──────── DATA SUPPLIED

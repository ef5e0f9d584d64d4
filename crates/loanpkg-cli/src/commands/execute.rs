//! `loanpkg execute` - run one contract against a scope file.
//!
//! # Exit Codes
//!
//! - 0: Success; the update (or the next scope with `--apply`) is printed
//! - 1: The contract rejected the request (invalid input or state)
//! - 2: Error (unreadable files, unknown contract, malformed values)

use std::path::{Path, PathBuf};

use anyhow::{Context, Result};
use chrono::{DateTime, Utc};
use clap::Args;
use loanpkg_core::{ContractError, ContractRegistry, EngineConfig, LoanScope};
use serde::Serialize;
use serde::de::DeserializeOwned;

/// Exit codes for the execute command.
pub mod exit_codes {
    /// Success exit code.
    pub const SUCCESS: u8 = 0;
    /// The contract rejected the request.
    pub const REJECTED: u8 = 1;
    /// General error exit code.
    pub const ERROR: u8 = 2;
}

/// Arguments for `loanpkg execute`.
#[derive(Debug, Args)]
pub struct ExecuteArgs {
    /// Contract name, as listed by `loanpkg contracts`.
    #[arg(long)]
    pub contract: String,

    /// JSON file holding the prior scope. An empty scope when omitted.
    #[arg(long)]
    pub scope: Option<PathBuf>,

    /// JSON file holding the contract input.
    #[arg(long)]
    pub input: PathBuf,

    /// Print the scope after applying the update instead of the update.
    #[arg(long)]
    pub apply: bool,

    /// Evaluation time (RFC 3339). Defaults to the current time.
    #[arg(long)]
    pub now: Option<DateTime<Utc>>,

    /// Report errors as JSON.
    #[arg(long)]
    pub json: bool,
}

/// Error response for JSON output.
#[derive(Debug, Serialize)]
#[serde(rename_all = "camelCase")]
struct ErrorResponse {
    code: String,
    message: String,
    #[serde(skip_serializing_if = "Option::is_none")]
    violation_count: Option<usize>,
}

/// Runs the execute command, returning an appropriate exit code.
pub fn run_execute(args: &ExecuteArgs, config: &EngineConfig) -> u8 {
    match execute(args, config) {
        Ok(Ok(output)) => {
            println!(
                "{}",
                serde_json::to_string_pretty(&output).unwrap_or_else(|_| "{}".to_string())
            );
            exit_codes::SUCCESS
        },
        Ok(Err(err)) => handle_contract_error(args.json, &err),
        Err(err) => output_error(
            args.json,
            "error",
            &format!("{err:#}"),
            None,
            exit_codes::ERROR,
        ),
    }
}

/// Loads the scope and input and runs the contract.
///
/// The outer result carries harness failures, the inner one the contract's
/// own verdict.
fn execute(
    args: &ExecuteArgs,
    config: &EngineConfig,
) -> Result<Result<serde_json::Value, ContractError>> {
    let scope: LoanScope = match &args.scope {
        Some(path) => read_json(path, "scope")?,
        None => LoanScope::default(),
    };
    let input: serde_json::Value = read_json(&args.input, "input")?;
    let env = config.env_at(args.now.unwrap_or_else(Utc::now));
    tracing::debug!(contract = %args.contract, now = %env.now, "loaded scope and input");

    let registry = ContractRegistry::with_defaults();
    let update = match registry.execute(&args.contract, &scope, input, env) {
        Ok(update) => update,
        Err(err) => return Ok(Err(err)),
    };

    let output = if args.apply {
        serde_json::to_value(scope.apply(update))
    } else {
        serde_json::to_value(update)
    }
    .context("failed to encode contract output")?;
    Ok(Ok(output))
}

fn read_json<T: DeserializeOwned>(path: &Path, what: &str) -> Result<T> {
    let content = std::fs::read_to_string(path)
        .with_context(|| format!("failed to read {what} from {}", path.display()))?;
    serde_json::from_str(&content)
        .with_context(|| format!("failed to parse {what} in {}", path.display()))
}

fn handle_contract_error(json_output: bool, error: &ContractError) -> u8 {
    match error {
        ContractError::Violation {
            violation_count, ..
        } => output_error(
            json_output,
            "invalid_input",
            &error.to_string(),
            Some(*violation_count),
            exit_codes::REJECTED,
        ),
        ContractError::IllegalState { .. } => output_error(
            json_output,
            "illegal_state",
            &error.to_string(),
            None,
            exit_codes::REJECTED,
        ),
        ContractError::UnknownContract { .. } => output_error(
            json_output,
            "unknown_contract",
            &error.to_string(),
            None,
            exit_codes::ERROR,
        ),
        _ => output_error(
            json_output,
            "unexpected_state",
            &error.to_string(),
            None,
            exit_codes::ERROR,
        ),
    }
}

/// Output an error in the appropriate format.
fn output_error(
    json_output: bool,
    code: &str,
    message: &str,
    violation_count: Option<usize>,
    exit_code: u8,
) -> u8 {
    if json_output {
        let error = ErrorResponse {
            code: code.to_string(),
            message: message.to_string(),
            violation_count,
        };
        eprintln!(
            "{}",
            serde_json::to_string_pretty(&error).unwrap_or_else(|_| "{}".to_string())
        );
    } else {
        eprintln!("Error: {message}");
    }
    exit_code
}

#[cfg(test)]
mod tests {
    use std::io::Write;

    use serde_json::json;
    use tempfile::NamedTempFile;

    use super::*;

    fn json_file(value: &serde_json::Value) -> NamedTempFile {
        let mut file = NamedTempFile::new().unwrap();
        file.write_all(value.to_string().as_bytes()).unwrap();
        file
    }

    fn args(contract: &str, scope: Option<&NamedTempFile>, input: &NamedTempFile) -> ExecuteArgs {
        ExecuteArgs {
            contract: contract.to_string(),
            scope: scope.map(|file| file.path().to_path_buf()),
            input: input.path().to_path_buf(),
            apply: false,
            now: Some("2024-06-01T12:00:00Z".parse().unwrap()),
            json: true,
        }
    }

    fn document(n: u32) -> serde_json::Value {
        json!({
            "id": { "value": format!("00000000-0000-4000-8000-{n:012}") },
            "fileName": format!("doc-{n}.pdf"),
            "uri": format!("gs://loan-docs/doc-{n}"),
            "contentType": "application/pdf",
            "documentType": "APPRAISAL",
            "checksum": { "checksum": format!("checksum-{n}"), "algorithm": "SHA-512" }
        })
    }

    #[test]
    fn test_execute_prints_update() {
        let input = json_file(&json!([document(1)]));
        let output = execute(&args("append-loan-documents", None, &input), &EngineConfig::default())
            .unwrap()
            .unwrap();
        assert_eq!(output["record"], "documents");
        assert_eq!(output["value"][0]["uri"], "gs://loan-docs/doc-1");
    }

    #[test]
    fn test_execute_apply_prints_next_scope() {
        let scope = json_file(&json!({ "documents": [document(1)] }));
        let input = json_file(&json!([document(2)]));
        let mut args = args("append-loan-documents", Some(&scope), &input);
        args.apply = true;

        let output = execute(&args, &EngineConfig::default()).unwrap().unwrap();
        let documents = output["documents"].as_array().unwrap();
        assert_eq!(documents.len(), 2);
        assert_eq!(documents[1]["uri"], "gs://loan-docs/doc-2");
    }

    #[test]
    fn test_rejection_maps_to_rejected_exit_code() {
        let input = json_file(&json!([]));
        let args = args("append-loan-documents", None, &input);
        let err = execute(&args, &EngineConfig::default()).unwrap().unwrap_err();
        assert_eq!(err.violation_count(), Some(1));
        assert_eq!(run_execute(&args, &EngineConfig::default()), exit_codes::REJECTED);
    }

    #[test]
    fn test_unknown_contract_and_missing_file_are_errors() {
        let input = json_file(&json!({}));
        let unknown = args("delete-loan", None, &input);
        assert_eq!(run_execute(&unknown, &EngineConfig::default()), exit_codes::ERROR);

        let mut missing = args("append-loan-documents", None, &input);
        missing.scope = Some(PathBuf::from("/nonexistent/scope.json"));
        let err = execute(&missing, &EngineConfig::default()).unwrap_err();
        assert!(format!("{err:#}").contains("failed to read scope"));
    }
}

────────────────

*THE PROBLEM*:
Repeat every record above. Each one must match exactly.

*WORKED SOLUTION*:
repository ef5e0f9d584d64d4
filename crates/loanpkg-cli/src/commands/execute.rs
//! `loanpkg execute` - run one contract against a scope file.
//!
//! # Exit Codes
//!
//! - 0: Success; the update (or the next scope with `--apply`) is printed
//! - 1: The contract rejected the request (invalid input or state)
//! - 2: Error (unreadable files, unknown contract, malformed values)

use std::path::{Path, PathBuf};

use anyhow::{Context, Result};
use chrono::{DateTime, Utc};
use clap::Args;
use loanpkg_core::{ContractError, ContractRegistry, EngineConfig, LoanScope};
use serde::Serialize;
use serde::de::DeserializeOwned;

/// Exit codes for the execute command.
pub mod exit_codes {
    /// Success exit code.
    pub const SUCCESS: u8 = 0;
    /// The contract rejected the request.
    pub const REJECTED: u8 = 1;
    /// General error exit code.
    pub const ERROR: u8 = 2;
}

/// Arguments for `loanpkg execute`.
#[derive(Debug, Args)]
pub struct ExecuteArgs {
    /// Contract name, as listed by `loanpkg contracts`.
    #[arg(long)]
    pub contract: String,

    /// JSON file holding the prior scope. An empty scope when omitted.
    #[arg(long)]
    pub scope: Option<PathBuf>,

    /// JSON file holding the contract input.
    #[arg(long)]
    pub input: PathBuf,

    /// Print the scope after applying the update instead of the update.
    #[arg(long)]
    pub apply: bool,

    /// Evaluation time (RFC 3339). Defaults to the current time.
    #[arg(long)]
    pub now: Option<DateTime<Utc>>,

    /// Report errors as JSON.
    #[arg(long)]
    pub json: bool,
}

/// Error response for JSON output.
#[derive(Debug, Serialize)]
#[serde(rename_all = "camelCase")]
struct ErrorResponse {
    code: String,
    message: String,
    #[serde(skip_serializing_if = "Option::is_none")]
    violation_count: Option<usize>,
}

/// Runs the execute command, returning an appropriate exit code.
pub fn run_execute(args: &ExecuteArgs, config: &EngineConfig) -> u8 {
    match execute(args, config) {
        Ok(Ok(output)) => {
            println!(
                "{}",
                serde_json::to_string_pretty(&output).unwrap_or_else(|_| "{}".to_string())
            );
            exit_codes::SUCCESS
        },
        Ok(Err(err)) => handle_contract_error(args.json, &err),
        Err(err) => output_error(
            args.json,
            "error",
            &format!("{err:#}"),
            None,
            exit_codes::ERROR,
        ),
    }
}

/// Loads the scope and input and runs the contract.
///
/// The outer result carries harness failures, the inner one the contract's
/// own verdict.
fn execute(
    args: &ExecuteArgs,
    config: &EngineConfig,
) -> Result<Result<serde_json::Value, ContractError>> {
    let scope: LoanScope = match &args.scope {
        Some(path) => read_json(path, "scope")?,
        None => LoanScope::default(),
    };
    let input: serde_json::Value = read_json(&args.input, "input")?;
    let env = config.env_at(args.now.unwrap_or_else(Utc::now));
    tracing::debug!(contract = %args.contract, now = %env.now, "loaded scope and input");

    let registry = ContractRegistry::with_defaults();
    let update = match registry.execute(&args.contract, &scope, input, env) {
        Ok(update) => update,
        Err(err) => return Ok(Err(err)),
    };

    let output = if args.apply {
        serde_json::to_value(scope.apply(update))
    } else {
        serde_json::to_value(update)
    }
    .context("failed to encode contract output")?;
    Ok(Ok(output))
}

fn read_json<T: DeserializeOwned>(path: &Path, what: &str) -> Result<T> {
    let content = std::fs::read_to_string(path)
        .with_context(|| format!("failed to read {what} from {}", path.display()))?;
    serde_json::from_str(&content)
        .with_context(|| format!("failed to parse {what} in {}", path.display()))
}

fn handle_contract_error(json_output: bool, error: &ContractError) -> u8 {
    match error {
        ContractError::Violation {
            violation_count, ..
        } => output_error(
            json_output,
            "invalid_input",
            &error.to_string(),
            Some(*violation_count),
            exit_codes::REJECTED,
        ),
        ContractError::IllegalState { .. } => output_error(
            json_output,
            "illegal_state",
            &error.to_string(),
            None,
            exit_codes::REJECTED,
        ),
        ContractError::UnknownContract { .. } => output_error(
            json_output,
            "unknown_contract",
            &error.to_string(),
            None,
            exit_codes::ERROR,
        ),
        _ => output_error(
            json_output,
            "unexpected_state",
            &error.to_string(),
            None,
            exit_codes::ERROR,
        ),
    }
}

/// Output an error in the appropriate format.
fn output_error(
    json_output: bool,
    code: &str,
    message: &str,
    violation_count: Option<usize>,
    exit_code: u8,
) -> u8 {
    if json_output {
        let error = ErrorResponse {
            code: code.to_string(),
            message: message.to_string(),
            violation_count,
        };
        eprintln!(
            "{}",
            serde_json::to_string_pretty(&error).unwrap_or_else(|_| "{}".to_string())
        );
    } else {
        eprintln!("Error: {message}");
    }
    exit_code
}

#[cfg(test)]
mod tests {
    use std::io::Write;

    use serde_json::json;
    use tempfile::NamedTempFile;

    use super::*;

    fn json_file(value: &serde_json::Value) -> NamedTempFile {
        let mut file = NamedTempFile::new().unwrap();
        file.write_all(value.to_string().as_bytes()).unwrap();
        file
    }

    fn args(contract: &str, scope: Option<&NamedTempFile>, input: &NamedTempFile) -> ExecuteArgs {
        ExecuteArgs {
            contract: contract.to_string(),
            scope: scope.map(|file| file.path().to_path_buf()),
            input: input.path().to_path_buf(),
            apply: false,
            now: Some("2024-06-01T12:00:00Z".parse().unwrap()),
            json: true,
        }
    }

    fn document(n: u32) -> serde_json::Value {
        json!({
            "id": { "value": format!("00000000-0000-4000-8000-{n:012}") },
            "fileName": format!("doc-{n}.pdf"),
            "uri": format!("gs://loan-docs/doc-{n}"),
            "contentType": "application/pdf",
            "documentType": "APPRAISAL",
            "checksum": { "checksum": format!("checksum-{n}"), "algorithm": "SHA-512" }
        })
    }

    #[test]
    fn test_execute_prints_update() {
        let input = json_file(&json!([document(1)]));
        let output = execute(&args("append-loan-documents", None, &input), &EngineConfig::default())
            .unwrap()
            .unwrap();
        assert_eq!(output["record"], "documents");
        assert_eq!(output["value"][0]["uri"], "gs://loan-docs/doc-1");
    }

    #[test]
    fn test_execute_apply_prints_next_scope() {
        let scope = json_file(&json!({ "documents": [document(1)] }));
        let input = json_file(&json!([document(2)]));
        let mut args = args("append-loan-documents", Some(&scope), &input);
        args.apply = true;

        let output = execute(&args, &EngineConfig::default()).unwrap().unwrap();
        let documents = output["documents"].as_array().unwrap();
        assert_eq!(documents.len(), 2);
        assert_eq!(documents[1]["uri"], "gs://loan-docs/doc-2");
    }

    #[test]
    fn test_rejection_maps_to_rejected_exit_code() {
        let input = json_file(&json!([]));
        let args = args("append-loan-documents", None, &input);
        let err = execute(&args, &EngineConfig::default()).unwrap().unwrap_err();
        assert_eq!(err.violation_count(), Some(1));
        assert_eq!(run_execute(&args, &EngineConfig::default()), exit_codes::REJECTED);
    }

    #[test]
    fn test_unknown_contract_and_missing_file_are_errors() {
        let input = json_file(&json!({}));
        let unknown = args("delete-loan", None, &input);
        assert_eq!(run_execute(&unknown, &EngineConfig::default()), exit_codes::ERROR);

        let mut missing = args("append-loan-documents", None, &input);
        missing.scope = Some(PathBuf::from("/nonexistent/scope.json"));
        let err = execute(&missing, &EngineConfig::default()).unwrap_err();
        assert!(format!("{err:#}").contains("failed to read scope"));
    }
}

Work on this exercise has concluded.